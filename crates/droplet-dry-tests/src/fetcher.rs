// SPDX-License-Identifier: Apache-2.0
// © James Ross Ω FLYING•ROBOTS <https://github.com/flyingrobots>
//! Fetcher double serving a fixed list of frames.

use droplet_model::Frame;
use droplet_playback::{FetchError, FrameFetcher};

/// Serves `frames[i]` for request `i`; anything past the end fails with
/// [`FetchError::Closed`], like a source that has run out of steps.
#[derive(Debug, Default)]
pub struct ScriptedFetcher {
    frames: Vec<Frame>,
    /// Every index requested, in order.
    pub requests: Vec<usize>,
    /// Index requested and not yet answered.
    pub outstanding: Option<usize>,
    /// Times `request_frame` was called while a request was outstanding.
    pub overlaps: usize,
    /// Deliver this many frames, then fail, even if more are scripted.
    pub fail_after: Option<usize>,
}

impl ScriptedFetcher {
    /// Fetcher over `frames`. Frame indices are taken as given.
    pub fn new(frames: Vec<Frame>) -> Self {
        Self {
            frames,
            ..Self::default()
        }
    }

    /// Fetcher that fails after delivering `count` frames.
    pub fn failing_after(mut self, count: usize) -> Self {
        self.fail_after = Some(count);
        self
    }

    /// Answers the outstanding request, if any.
    pub fn respond(&mut self) -> Option<Result<Frame, FetchError>> {
        let index = self.outstanding.take()?;
        if self.fail_after.is_some_and(|n| index >= n) {
            return Some(Err(FetchError::Closed));
        }
        Some(self.frames.get(index).cloned().ok_or(FetchError::Closed))
    }
}

impl FrameFetcher for ScriptedFetcher {
    fn request_frame(&mut self, index: usize) {
        if self.outstanding.is_some() {
            self.overlaps += 1;
        }
        self.outstanding = Some(index);
        self.requests.push(index);
    }
}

____________________

TASK ITEM:
Only lines with the word "usize" count here; copy every one from the records.

SOLUTION TO THIS EXERCISE:
    pub requests: Vec<usize>,
    pub outstanding: Option<usize>,
    pub overlaps: usize,
    pub fail_after: Option<usize>,
    pub fn failing_after(mut self, count: usize) -> Self {
    fn request_frame(&mut self, index: usize) {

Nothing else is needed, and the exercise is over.